WASHINGTON - Nilai emas melanjutkan tren kenaikan pada hari Senin, di mana penyusutan dolar AS memberi sokongan bagi logam mulia usai nilai minyak jatuh akibat mereda tensi di kawasan Timur Tengah.

Namun demikian, para pemodal tetap bersikap waspada mendahului rangkaian data perekonomian AS yang padat pekan ini, yang berpotensi menentukan arah garis kebijakan Federal Reserve.

Pada pukul 08:43 WIB, XAU/USD terangkat 0,5% menuju $4.062,41 tiap troy ons, sedangkan Gold Futures naik 0,3% menuju $4.117,35.

XAG/USD terangkat 0,6% menuju $57,98 tiap troy ons, sementara XPT/USD naik 0,3% menuju $1.650,18.

Emas memperoleh sokongan usai Trump menyebutkan bahwa Iran beserta negara-negara Timur Tengah lainnya memohon tambahan waktu demi menyelesaikan kesepakatan yang bakal membuka kembali Selat Hormuz sekaligus menghapus ancaman nuklir Teheran.

Pernyataan ini memicu pasar guna mengurangi perkiraan bakal timbulnya eskalasi langsung di area tersebut.

Ulasan tersebut menjadikan harga minyak merosot lebih dari $5 per barel pada awal transaksi Asia, meredam kecemasan bahwa gangguan pasokan yang lama bakal mempertahankan inflasi tetap tinggi serta memperkokoh alasan bagi kebijakan moneter yang lebih ketat.

US Dollar Index pun tetap tertekan, terperosok lebih dalam di bawah tingkat 100 menuju kisaran 99,7, menjadikan emas yang dinilai dalam dolar kian memikat bagi pembeli mancanegara sekaligus memberi dorongan positif tambahan bagi nilai emas.

Walau emas terangkat pada hari Senin, para pemodal tetap bersikap waspada usai tiga pejabat Federal Reserve yang memberikan suara berbeda pada rapat kebijakan pekan lalu kembali menegaskan pada hari Jumat bahwa tingkat inflasi masih terlampau tinggi.

Pihaknya berpandangan bahwa peningkatan suku bunga dalam waktu dekat diperlukan demi menjaga tingkat kepercayaan bank sentral dalam memadamkan inflasi.

Tingkat suku bunga yang lebih tinggi secara umum menekan komoditas tanpa imbal hasil seperti halnya emas, sebab memperbesar biaya peluang dalam menyimpan logam mulia tersebut.

Tony Sycamore, analis pasar senior dari Sumbernya, menyampaikan bahwa performa emas belakangan ini belum memenuhi harapan walau dirinya mempunyai sudut pandang yang positif.

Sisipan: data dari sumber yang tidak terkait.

use std::time::Duration;

use chatrelay_transport::{ChatListener, ShutdownHandle};
use clap::{Args, Subcommand};

use crate::exit::{CliError, CliResult, INTERNAL, USAGE};
use crate::logging::LogLevel;
use crate::output::OutputFormat;

pub mod chat;
pub mod client;
pub mod probe;
pub mod server;
pub mod version;

#[derive(Subcommand, Debug)]
pub enum Command {
    /// Run the relay server.
    Server(ServerArgs),
    /// Join a server and chat interactively.
    Client(ClientArgs),
    /// Join a server, print what it reports about us, and leave.
    Probe(ProbeArgs),
    /// Run as server when --name is "server", otherwise as client.
    Chat(ChatArgs),
    /// Show version information.
    Version(VersionArgs),
}

impl Command {
    pub fn default_log_level(&self) -> LogLevel {
        match self {
            Command::Server(_) => LogLevel::Info,
            Command::Chat(args) if args.is_server() => LogLevel::Info,
            _ => LogLevel::Warn,
        }
    }
}

pub fn run(command: Command, format: OutputFormat) -> CliResult<i32> {
    match command {
        Command::Server(args) => server::run(args, format),
        Command::Client(args) => client::run(args, format),
        Command::Probe(args) => probe::run(args, format),
        Command::Chat(args) => chat::run(args, format),
        Command::Version(args) => version::run(args),
    }
}

#[derive(Args, Debug)]
pub struct ServerArgs {
    /// Port to listen on.
    #[arg(long, env = "CHATRELAY_PORT")]
    pub port: u16,
    /// Address to bind.
    #[arg(long, env = "CHATRELAY_HOST", default_value = ChatListener::DEFAULT_HOST)]
    pub host: String,
    /// How long a new client may take to send its name (e.g. 5s, 500ms, off).
    #[arg(long, default_value = "5s")]
    pub handshake_timeout: String,
    /// Do not stop on console input.
    #[arg(long)]
    pub no_console: bool,
}

#[derive(Args, Debug)]
pub struct ClientArgs {
    /// Display name announced to the server.
    #[arg(long, env = "CHATRELAY_NAME")]
    pub name: String,
    /// Server port.
    #[arg(long, env = "CHATRELAY_PORT")]
    pub port: u16,
    /// Server host.
    #[arg(long, env = "CHATRELAY_HOST", default_value = ChatListener::DEFAULT_HOST)]
    pub host: String,
}

#[derive(Args, Debug)]
pub struct ProbeArgs {
    /// Server port.
    #[arg(long, env = "CHATRELAY_PORT")]
    pub port: u16,
    /// Server host.
    #[arg(long, env = "CHATRELAY_HOST", default_value = ChatListener::DEFAULT_HOST)]
    pub host: String,
    /// Display name to join with.
    #[arg(long, default_value = "probe")]
    pub name: String,
    /// Give up after this long (e.g. 5s, 500ms).
    #[arg(long, default_value = "5s")]
    pub timeout: String,
}

#[derive(Args, Debug)]
pub struct ChatArgs {
    /// "server" to run the relay, anything else to join as that name.
    #[arg(long, env = "CHATRELAY_NAME")]
    pub name: String,
    /// Port to listen on or connect to.
    #[arg(long, env = "CHATRELAY_PORT")]
    pub port: u16,
    /// Address to bind or connect to.
    #[arg(long, env = "CHATRELAY_HOST", default_value = ChatListener::DEFAULT_HOST)]
    pub host: String,
}

impl ChatArgs {
    pub fn is_server(&self) -> bool {
        self.name == "server"
    }
}

#[derive(Args, Debug)]
pub struct VersionArgs {
    /// Show extended build provenance.
    #[arg(long)]
    pub extended: bool,
}

/// Parse `5s`, `500ms`, or a bare number of seconds.
pub fn parse_duration(input: &str) -> CliResult<Duration> {
    let input = input.trim();
    if input.is_empty() {
        return Err(CliError::new(USAGE, "duration must not be empty"));
    }

    let (number, millis) = if let Some(num) = input.strip_suffix("ms") {
        (num, true)
    } else if let Some(num) = input.strip_suffix('s') {
        (num, false)
    } else {
        (input, false)
    };

    let value: u64 = number
        .parse()
        .map_err(|_| CliError::new(USAGE, format!("invalid duration: {input}")))?;
    if value == 0 {
        return Err(CliError::new(USAGE, "duration must be greater than zero"));
    }

    Ok(if millis {
        Duration::from_millis(value)
    } else {
        Duration::from_secs(value)
    })
}

/// Like [`parse_duration`], but `off` disables the bound.
pub fn parse_optional_duration(input: &str) -> CliResult<Option<Duration>> {
    if input.trim().eq_ignore_ascii_case("off") {
        return Ok(None);
    }
    parse_duration(input).map(Some)
}

/// Route Ctrl-C to a pollable shutdown channel.
pub fn install_ctrlc_handler(handle: ShutdownHandle) -> CliResult<()> {
    ctrlc::set_handler(move || {
        let _ = handle.trigger();
    })
    .map_err(|err| CliError::new(INTERNAL, format!("signal handler setup failed: {err}")))
}
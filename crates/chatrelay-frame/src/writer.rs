use std::io::{ErrorKind, Write};

use bytes::BytesMut;
use chatrelay_transport::ChatStream;

use crate::codec::{encode_frame, Frame, FrameConfig};
use crate::error::{FrameError, Result};
use crate::reader::transport_to_frame_error;

const INITIAL_BUFFER_CAPACITY: usize = 8 * 1024;

/// Writes complete frames to any `Write` stream.
pub struct FrameWriter<T> {
    inner: T,
    buf: BytesMut,
    config: FrameConfig,
}

impl<T: Write> FrameWriter<T> {
    /// Create a new frame writer with default configuration.
    pub fn new(inner: T) -> Self {
        Self::with_config(inner, FrameConfig::default())
    }

    /// Create a new frame writer with explicit configuration.
    pub fn with_config(inner: T, config: FrameConfig) -> Self {
        Self {
            inner,
            buf: BytesMut::with_capacity(INITIAL_BUFFER_CAPACITY),
            config,
        }
    }

    /// Write a complete frame (blocking).
    pub fn write_frame(&mut self, frame: &Frame) -> Result<()> {
        self.send(frame.payload.as_ref())
    }

    /// Encode and send a text message.
    pub fn send_message(&mut self, message: &str) -> Result<()> {
        self.send(message.as_bytes())
    }

    /// Encode and send a raw payload.
    pub fn send(&mut self, payload: &[u8]) -> Result<()> {
        if payload.len() > self.config.max_payload_size {
            return Err(FrameError::PayloadTooLarge {
                size: payload.len(),
                max: self.config.max_payload_size,
            });
        }

        self.buf.clear();
        encode_frame(payload, &mut self.buf)?;

        let mut offset = 0usize;
        while offset < self.buf.len() {
            match self.inner.write(&self.buf[offset..]) {
                Ok(0) => return Err(FrameError::ConnectionClosed),
                Ok(n) => offset += n,
                Err(err) if err.kind() == ErrorKind::Interrupted => continue,
                // A write timeout expiring mid-frame leaves the stream unusable.
                Err(err) => return Err(FrameError::Io(err)),
            }
        }

        self.flush()
    }

    fn flush(&mut self) -> Result<()> {
        loop {
            match self.inner.flush() {
                Ok(()) => return Ok(()),
                Err(err) if err.kind() == ErrorKind::Interrupted => continue,
                Err(err) => return Err(FrameError::Io(err)),
            }
        }
    }

    /// Borrow the underlying stream.
    pub fn get_ref(&self) -> &T {
        &self.inner
    }

    /// Mutably borrow the underlying stream.
    pub fn get_mut(&mut self) -> &mut T {
        &mut self.inner
    }

    /// Consume the writer and return the inner stream.
    pub fn into_inner(self) -> T {
        self.inner
    }
}

impl FrameWriter<ChatStream> {
    /// Create a frame writer for `ChatStream` and apply write timeout from config.
    pub fn with_config_tcp(inner: ChatStream, config: FrameConfig) -> Result<Self> {
        inner
            .set_write_timeout(config.write_timeout)
            .map_err(transport_to_frame_error)?;
        Ok(Self::with_config(inner, config))
    }
}
//! Pollable shutdown channel.
//!
//! A connected socket pair: [`ShutdownHandle`] writes one byte to request
//! shutdown, and [`ShutdownSignal`] sits in the event loop's [`crate::PollSet`]
//! and becomes readable. Signal handlers only ever touch the handle.

use std::io::{ErrorKind, Read, Write};
use std::os::fd::{AsRawFd, RawFd};
use std::os::unix::net::UnixStream;
use std::sync::Arc;

use tracing::debug;

use crate::error::{Result, TransportError};

/// Create a connected shutdown handle/signal pair.
pub fn shutdown_channel() -> Result<(ShutdownHandle, ShutdownSignal)> {
    let (tx, rx) = UnixStream::pair()?;
    tx.set_nonblocking(true)?;
    rx.set_nonblocking(true)?;
    Ok((
        ShutdownHandle {
            tx: Arc::new(tx),
        },
        ShutdownSignal { rx },
    ))
}

/// Requests shutdown of the loop that owns the matching [`ShutdownSignal`].
///
/// Cheap to clone and safe to move into a signal-handler thread.
#[derive(Debug, Clone)]
pub struct ShutdownHandle {
    tx: Arc<UnixStream>,
}

impl ShutdownHandle {
    /// Request shutdown. Repeated calls are harmless.
    ///
    /// Returns [`TransportError::Shutdown`] if the signal side is gone.
    pub fn trigger(&self) -> Result<()> {
        match (&*self.tx).write(&[1]) {
            Ok(_) => Ok(()),
            // Buffer full means a wake-up is already pending.
            Err(err) if err.kind() == ErrorKind::WouldBlock => Ok(()),
            Err(err) if err.kind() == ErrorKind::Interrupted => self.trigger(),
            Err(err) if err.kind() == ErrorKind::BrokenPipe => Err(TransportError::Shutdown),
            Err(err) => Err(err.into()),
        }
    }
}

/// Readable end of the shutdown channel.
#[derive(Debug)]
pub struct ShutdownSignal {
    rx: UnixStream,
}

impl ShutdownSignal {
    /// Consume pending wake-up bytes. Returns `true` if shutdown was requested.
    pub fn drain(&mut self) -> bool {
        let mut buf = [0u8; 64];
        let mut requested = false;
        loop {
            match self.rx.read(&mut buf) {
                Ok(0) => {
                    // Every handle dropped: nobody can ask again, treat as a request.
                    debug!("shutdown channel closed");
                    return true;
                }
                Ok(_) => requested = true,
                Err(err) if err.kind() == ErrorKind::Interrupted => continue,
                Err(_) => return requested,
            }
        }
    }
}

impl AsRawFd for ShutdownSignal {
    fn as_raw_fd(&self) -> RawFd {
        self.rx.as_raw_fd()
    }
}
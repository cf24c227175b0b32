use std::net::{SocketAddr, TcpListener, TcpStream};

use tracing::{debug, info};

use crate::error::{Result, TransportError};
use crate::stream::ChatStream;

/// TCP listening socket for the chat server.
///
/// Binds with `SO_REUSEADDR` (std sets it on Unix) so a restarted server
/// can reclaim its port while old connections sit in `TIME_WAIT`.
pub struct ChatListener {
    listener: TcpListener,
    local_addr: SocketAddr,
}

impl ChatListener {
    /// Default bind host for the server.
    pub const DEFAULT_HOST: &'static str = "127.0.0.1";

    /// Bind and listen on `host:port`.
    ///
    /// Port `0` asks the OS for a free port; read it back with
    /// [`ChatListener::local_addr`].
    pub fn bind(host: &str, port: u16) -> Result<Self> {
        let addr = format!("{host}:{port}");
        let listener = TcpListener::bind((host, port)).map_err(|e| TransportError::Bind {
            addr: addr.clone(),
            source: e,
        })?;
        let local_addr = listener
            .local_addr()
            .map_err(|e| TransportError::Bind { addr, source: e })?;

        info!(%local_addr, "listening on tcp socket");

        Ok(Self {
            listener,
            local_addr,
        })
    }

    /// Accept one pending connection (blocking).
    ///
    /// Returns the stream together with the server-observed remote address.
    pub fn accept(&self) -> Result<(ChatStream, SocketAddr)> {
        let (stream, addr) = self.listener.accept().map_err(TransportError::Accept)?;
        debug!(%addr, "accepted connection");
        Ok((ChatStream::from_tcp(stream), addr))
    }

    /// Connect to a listening chat server (blocking).
    pub fn connect(host: &str, port: u16) -> Result<ChatStream> {
        let stream = TcpStream::connect((host, port)).map_err(|e| TransportError::Connect {
            addr: format!("{host}:{port}"),
            source: e,
        })?;
        debug!(host, port, "connected to chat server");
        Ok(ChatStream::from_tcp(stream))
    }

    /// The address this socket is bound to.
    pub fn local_addr(&self) -> SocketAddr {
        self.local_addr
    }

    /// Transport name for diagnostics.
    pub fn transport_name(&self) -> &'static str {
        "tcp"
    }
}

#[cfg(unix)]
impl std::os::fd::AsRawFd for ChatListener {
    fn as_raw_fd(&self) -> std::os::fd::RawFd {
        self.listener.as_raw_fd()
    }
}

impl std::fmt::Debug for ChatListener {
    fn fmt(&self, f: &mut std::fmt::Formatter<'_>) -> std::fmt::Result {
        f.debug_struct("ChatListener")
            .field("local_addr", &self.local_addr)
            .finish()
    }
}
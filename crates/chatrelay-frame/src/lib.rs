//! Length-prefixed message framing for chatrelay.
//!
//! Every message is framed with a 4-byte big-endian (network order) payload
//! length followed by the UTF-8 payload. Readers either return a complete
//! message or report that none is available; callers never see a partially
//! filled payload.

pub mod codec;
pub mod error;
pub mod reader;
pub mod writer;

pub use codec::{
    decode_frame, encode_frame, encode_message, Frame, FrameConfig, DEFAULT_MAX_PAYLOAD,
    HEADER_SIZE,
};
pub use error::{FrameError, Result};
pub use reader::FrameReader;
pub use writer::FrameWriter;
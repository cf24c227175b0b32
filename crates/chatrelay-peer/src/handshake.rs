use std::io::{ErrorKind, Read, Write};
use std::net::SocketAddr;
use std::time::{Duration, Instant};

use chatrelay_frame::{FrameError, FrameReader, FrameWriter};

use crate::error::{PeerError, Result};

/// Prefix of the client's first frame: `NAME: <display-name>`.
pub const NAME_PREFIX: &str = "NAME: ";
/// Prefix of the server's reply: `CLIENT: <observed-remote-host>`.
pub const CLIENT_PREFIX: &str = "CLIENT: ";

const MAX_NAME_LEN: usize = 128;
const MAX_HOST_LEN: usize = 255;

/// Configuration for the join handshake.
#[derive(Debug, Clone)]
pub struct HandshakeConfig {
    /// Overall deadline for receiving the peer's handshake frame.
    ///
    /// `None` waits forever, which lets a silent peer stall the server loop.
    pub timeout: Option<Duration>,
    /// Maximum handshake frame payload size in bytes.
    pub max_handshake_payload: usize,
}

impl Default for HandshakeConfig {
    fn default() -> Self {
        Self {
            timeout: Some(Duration::from_secs(5)),
            max_handshake_payload: 16 * 1024,
        }
    }
}

/// What the client learns from a successful handshake.
#[derive(Debug, Clone, PartialEq, Eq)]
pub struct HandshakeResult {
    /// The display name that was announced.
    pub name: String,
    /// Our address as the server sees it.
    pub observed_host: String,
}

/// Client side: announce `name`, then wait for the server's address reply.
pub fn handshake_client<R: Read, W: Write>(
    reader: &mut FrameReader<R>,
    writer: &mut FrameWriter<W>,
    name: &str,
    config: &HandshakeConfig,
) -> Result<HandshakeResult> {
    validate_name(name)?;
    writer.send_message(&format!("{NAME_PREFIX}{name}"))?;

    let reply = recv_handshake_message(reader, config)?;
    let host = field_after(&reply, CLIENT_PREFIX)?;
    if host.is_empty() || host.len() > MAX_HOST_LEN {
        return Err(PeerError::HandshakeFailed(format!(
            "invalid observed host length: {}",
            host.len()
        )));
    }

    Ok(HandshakeResult {
        name: name.to_string(),
        observed_host: host.to_string(),
    })
}

/// Server side: read the client's name, then reply with the address we see.
///
/// Returns the declared display name.
pub fn handshake_server<R: Read, W: Write>(
    reader: &mut FrameReader<R>,
    writer: &mut FrameWriter<W>,
    peer_addr: SocketAddr,
    config: &HandshakeConfig,
) -> Result<String> {
    let announcement = recv_handshake_message(reader, config)?;
    let name = field_after(&announcement, NAME_PREFIX)?;
    validate_name(name)?;

    writer.send_message(&format!("{CLIENT_PREFIX}{}", peer_addr.ip()))?;
    Ok(name.to_string())
}

/// Socket read timeout to apply while a handshake runs.
///
/// Reads are sliced to at most `slice` so the deadline is rechecked at
/// least that often. `None` leaves the handshake unbounded.
pub(crate) fn handshake_read_timeout(
    timeout: Option<Duration>,
    slice: Option<Duration>,
) -> Option<Duration> {
    let timeout = timeout?;
    let bounded = slice.map_or(timeout, |slice| timeout.min(slice));
    Some(bounded.max(Duration::from_millis(1)))
}

fn recv_handshake_message<R: Read>(
    reader: &mut FrameReader<R>,
    config: &HandshakeConfig,
) -> Result<String> {
    // Handshake uses a tighter pre-join payload budget; restore afterwards.
    let runtime_max = reader.config().max_payload_size;
    reader.set_max_payload_size(config.max_handshake_payload);
    let result = recv_until_deadline(reader, config.timeout);
    reader.set_max_payload_size(runtime_max);
    result
}

fn recv_until_deadline<R: Read>(
    reader: &mut FrameReader<R>,
    timeout: Option<Duration>,
) -> Result<String> {
    let deadline = timeout.map(|t| Instant::now() + t);
    loop {
        let received = match deadline {
            Some(deadline) => reader.read_message_until(deadline),
            None => reader.read_message(),
        };
        match received {
            Ok(Some(message)) => return Ok(message),
            Ok(None) => {
                return Err(PeerError::Disconnected(
                    "connection closed during handshake".to_string(),
                ))
            }
            Err(FrameError::Io(err))
                if err.kind() == ErrorKind::WouldBlock || err.kind() == ErrorKind::TimedOut =>
            {
                match (deadline, timeout) {
                    (Some(deadline), Some(timeout)) => {
                        if Instant::now() >= deadline {
                            return Err(PeerError::Timeout(timeout));
                        }
                    }
                    _ => return Err(PeerError::Frame(FrameError::Io(err))),
                }
            }
            Err(FrameError::PayloadTooLarge { size, max }) => {
                return Err(PeerError::HandshakeFailed(format!(
                    "handshake payload too large: {size} (max {max})"
                )))
            }
            Err(err) => return Err(PeerError::Frame(err)),
        }
    }
}

/// Text following the first occurrence of `prefix`.
fn field_after<'a>(message: &'a str, prefix: &str) -> Result<&'a str> {
    message
        .split_once(prefix)
        .map(|(_, rest)| rest)
        .ok_or_else(|| {
            PeerError::HandshakeFailed(format!("expected '{}' frame", prefix.trim_end()))
        })
}

fn validate_name(name: &str) -> Result<()> {
    if name.is_empty() || name.len() > MAX_NAME_LEN {
        return Err(PeerError::HandshakeFailed(format!(
            "invalid display name length: {}",
            name.len()
        )));
    }
    if name.chars().any(char::is_control) {
        return Err(PeerError::HandshakeFailed(
            "display name contains control characters".to_string(),
        ));
    }
    Ok(())
}

#[cfg(test)]
mod tests {
    use std::io::Cursor;
    use std::os::unix::net::UnixStream;
    use std::thread;

    use bytes::BytesMut;
    use chatrelay_frame::{decode_frame, encode_frame};

    use super::*;

    fn wire(messages: &[&str]) -> Vec<u8> {
        let mut buf = BytesMut::new();
        for message in messages {
            encode_frame(message.as_bytes(), &mut buf).unwrap();
        }
        buf.to_vec()
    }

    fn sent(writer: FrameWriter<Cursor<Vec<u8>>>) -> Vec<String> {
        let mut buf = BytesMut::from(writer.into_inner().into_inner().as_slice());
        let mut out = Vec::new();
        while let Some(frame) = decode_frame(&mut buf, usize::MAX).unwrap() {
            out.push(frame.as_text().unwrap().to_string());
        }
        out
    }

    fn peer() -> SocketAddr {
        "127.0.0.1:50123".parse().unwrap()
    }

    #[test]
    fn server_reads_name_and_replies_with_host() {
        let mut reader = FrameReader::new(Cursor::new(wire(&["NAME: alice"])));
        let mut writer = FrameWriter::new(Cursor::new(Vec::new()));

        let name =
            handshake_server(&mut reader, &mut writer, peer(), &HandshakeConfig::default())
                .unwrap();

        assert_eq!(name, "alice");
        assert_eq!(sent(writer), vec!["CLIENT: 127.0.0.1"]);
    }

    #[test]
    fn server_rejects_missing_prefix() {
        let mut reader = FrameReader::new(Cursor::new(wire(&["hello there"])));
        let mut writer = FrameWriter::new(Cursor::new(Vec::new()));

        let err = handshake_server(&mut reader, &mut writer, peer(), &HandshakeConfig::default())
            .unwrap_err();
        assert!(matches!(err, PeerError::HandshakeFailed(_)));
        assert!(sent(writer).is_empty(), "no reply to a bad announcement");
    }

    #[test]
    fn server_rejects_empty_name() {
        let mut reader = FrameReader::new(Cursor::new(wire(&["NAME: "])));
        let mut writer = FrameWriter::new(Cursor::new(Vec::new()));

        let err = handshake_server(&mut reader, &mut writer, peer(), &HandshakeConfig::default())
            .unwrap_err();
        assert!(matches!(err, PeerError::HandshakeFailed(_)));
    }

    #[test]
    fn server_reports_disconnect_before_name() {
        let mut reader = FrameReader::new(Cursor::new(Vec::new()));
        let mut writer = FrameWriter::new(Cursor::new(Vec::new()));

        let err = handshake_server(&mut reader, &mut writer, peer(), &HandshakeConfig::default())
            .unwrap_err();
        assert!(matches!(err, PeerError::Disconnected(_)));
    }

    #[test]
    fn oversized_announcement_rejected() {
        let long = format!("NAME: {}", "x".repeat(64));
        let mut reader = FrameReader::new(Cursor::new(wire(&[&long])));
        let mut writer = FrameWriter::new(Cursor::new(Vec::new()));
        let config = HandshakeConfig {
            max_handshake_payload: 16,
            ..HandshakeConfig::default()
        };

        let err = handshake_server(&mut reader, &mut writer, peer(), &config).unwrap_err();
        assert!(matches!(err, PeerError::HandshakeFailed(_)));
        assert_eq!(
            reader.config().max_payload_size,
            chatrelay_frame::DEFAULT_MAX_PAYLOAD,
            "runtime payload cap is restored"
        );
    }

    #[test]
    fn silent_peer_times_out() {
        let (local, _remote) = UnixStream::pair().unwrap();
        local
            .set_read_timeout(Some(Duration::from_millis(20)))
            .unwrap();
        let mut reader = FrameReader::new(local);
        let mut writer = FrameWriter::new(Cursor::new(Vec::new()));
        let config = HandshakeConfig {
            timeout: Some(Duration::from_millis(50)),
            ..HandshakeConfig::default()
        };

        let err = handshake_server(&mut reader, &mut writer, peer(), &config).unwrap_err();
        assert!(matches!(err, PeerError::Timeout(_)));
    }

    #[test]
    fn trickling_peer_cannot_outlast_deadline() {
        let (local, mut remote) = UnixStream::pair().unwrap();
        local
            .set_read_timeout(Some(Duration::from_millis(20)))
            .unwrap();

        let trickle = thread::spawn(move || {
            if remote.write_all(&50u32.to_be_bytes()).is_err() {
                return;
            }
            for _ in 0..50 {
                thread::sleep(Duration::from_millis(10));
                if remote.write_all(b"x").is_err() {
                    return;
                }
            }
        });

        let mut reader = FrameReader::new(local);
        let mut writer = FrameWriter::new(Cursor::new(Vec::new()));
        let config = HandshakeConfig {
            timeout: Some(Duration::from_millis(60)),
            ..HandshakeConfig::default()
        };

        let started = Instant::now();
        let err = handshake_server(&mut reader, &mut writer, peer(), &config).unwrap_err();
        assert!(matches!(err, PeerError::Timeout(_)));
        assert!(started.elapsed() < Duration::from_millis(300));

        drop(reader);
        trickle.join().unwrap();
    }

    #[test]
    fn handshake_reads_are_sliced() {
        let ms = Duration::from_millis;
        assert_eq!(handshake_read_timeout(Some(ms(5000)), Some(ms(100))), Some(ms(100)));
        assert_eq!(handshake_read_timeout(Some(ms(50)), Some(ms(100))), Some(ms(50)));
        assert_eq!(handshake_read_timeout(Some(ms(0)), None), Some(ms(1)));
        assert_eq!(handshake_read_timeout(None, Some(ms(100))), None);
    }

    #[test]
    fn client_sends_name_and_parses_reply() {
        let mut reader = FrameReader::new(Cursor::new(wire(&["CLIENT: 10.1.2.3"])));
        let mut writer = FrameWriter::new(Cursor::new(Vec::new()));

        let result =
            handshake_client(&mut reader, &mut writer, "bob", &HandshakeConfig::default())
                .unwrap();

        assert_eq!(result.name, "bob");
        assert_eq!(result.observed_host, "10.1.2.3");
        assert_eq!(sent(writer), vec!["NAME: bob"]);
    }

    #[test]
    fn client_rejects_invalid_name_before_sending() {
        let mut reader = FrameReader::new(Cursor::new(Vec::new()));
        let mut writer = FrameWriter::new(Cursor::new(Vec::new()));

        let err = handshake_client(&mut reader, &mut writer, "bad\nname", &HandshakeConfig::default())
            .unwrap_err();
        assert!(matches!(err, PeerError::HandshakeFailed(_)));
        assert!(sent(writer).is_empty());
    }

    #[test]
    fn client_rejects_unexpected_reply() {
        let mut reader = FrameReader::new(Cursor::new(wire(&["WELCOME"])));
        let mut writer = FrameWriter::new(Cursor::new(Vec::new()));

        let err = handshake_client(&mut reader, &mut writer, "bob", &HandshakeConfig::default())
            .unwrap_err();
        assert!(matches!(err, PeerError::HandshakeFailed(_)));
    }

    #[test]
    fn roundtrip_over_socket_pair() {
        let (client_sock, server_sock) = UnixStream::pair().unwrap();

        let server = thread::spawn(move || {
            let mut reader = FrameReader::new(server_sock.try_clone().unwrap());
            let mut writer = FrameWriter::new(server_sock);
            handshake_server(&mut reader, &mut writer, peer(), &HandshakeConfig::default())
                .unwrap()
        });

        let mut reader = FrameReader::new(client_sock.try_clone().unwrap());
        let mut writer = FrameWriter::new(client_sock);
        let result =
            handshake_client(&mut reader, &mut writer, "carol", &HandshakeConfig::default())
                .unwrap();

        assert_eq!(server.join().unwrap(), "carol");
        assert_eq!(result.observed_host, "127.0.0.1");
    }
}
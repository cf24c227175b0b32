/// Errors that can occur in chatrelay transport operations.
#[derive(Debug, thiserror::Error)]
pub enum TransportError {
    /// Failed to bind to the specified address.
    #[error("failed to bind to {addr}: {source}")]
    Bind {
        addr: String,
        source: std::io::Error,
    },

    /// Failed to connect to the specified address.
    #[error("failed to connect to {addr}: {source}")]
    Connect {
        addr: String,
        source: std::io::Error,
    },

    /// Failed to accept an incoming connection.
    #[error("failed to accept connection: {0}")]
    Accept(std::io::Error),

    /// The readiness poll itself failed.
    #[error("readiness poll failed: {0}")]
    Poll(std::io::Error),

    /// An I/O error occurred on the transport stream.
    #[error("transport I/O error: {0}")]
    Io(#[from] std::io::Error),

    /// The transport has been shut down.
    #[error("transport shut down")]
    Shutdown,
}

pub type Result<T> = std::result::Result<T, TransportError>;
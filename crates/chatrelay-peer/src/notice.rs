//! Presentation text the server broadcasts.
//!
//! These strings are for humans. Clients display them verbatim and never
//! parse them.

/// Join notice sent to existing members when a client connects.
///
/// `clients` is the number of connected clients including the newcomer.
pub fn joined(clients: usize, label: &str) -> String {
    format!("\n(Connected: New client ({clients}) from {label})")
}

/// Leave notice sent to the remaining members when a client goes away.
pub fn hung_up(label: &str) -> String {
    format!("\n(Now hung up: Client from {label})")
}

/// A relayed chat line.
pub fn chat_line(label: &str, content: &str) -> String {
    format!("\n#[{label}]>> {content}")
}
use crate::registry::ConnectionId;

/// Errors that can occur in peer operations.
#[derive(Debug, thiserror::Error)]
pub enum PeerError {
    /// Transport-level error.
    #[error("transport error: {0}")]
    Transport(#[from] chatrelay_transport::TransportError),

    /// Frame-level error.
    #[error("frame error: {0}")]
    Frame(#[from] chatrelay_frame::FrameError),

    /// The initial connection to the server could not be established.
    #[error("failed to connect to chat server at {addr}: {source}")]
    ConnectFailed {
        addr: String,
        #[source]
        source: chatrelay_transport::TransportError,
    },

    /// Handshake failed.
    #[error("handshake failed: {0}")]
    HandshakeFailed(String),

    /// Peer disconnected.
    #[error("peer disconnected: {0}")]
    Disconnected(String),

    /// Handshake did not complete in time.
    #[error("handshake timed out after {0:?}")]
    Timeout(std::time::Duration),

    /// A connection was registered twice.
    #[error("connection {0} is already registered")]
    DuplicateRegistration(ConnectionId),

    /// A connection is not in the registry.
    #[error("connection {0} is not registered")]
    UnknownConnection(ConnectionId),

    /// Local console or terminal I/O failed.
    #[error("console I/O error: {0}")]
    Console(std::io::Error),
}

pub type Result<T> = std::result::Result<T, PeerError>;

"Bias kami adalah harga emas akan bergerak lebih tinggi dalam beberapa pekan terakhir, namun pergerakan harganya sangat mengecewakan," kata Sycamore.

Sycamore menyampaikan emas mesti menembus penahanan tren penurunan di kisaran $4.110-$4.120, disusul oleh tingkat puncak awal Juli pada $4.202, demi memastikan bahwa suatu fondasi telah tercipta di atas tingkat terendah akhir Juni pada $3.942 serta pemulihan yang lebih luas tengah berjalan.

Hingga masa itu, dirinya menyampaikan risiko pengujian kembali tingkat penopang $3.942 kian meningkat.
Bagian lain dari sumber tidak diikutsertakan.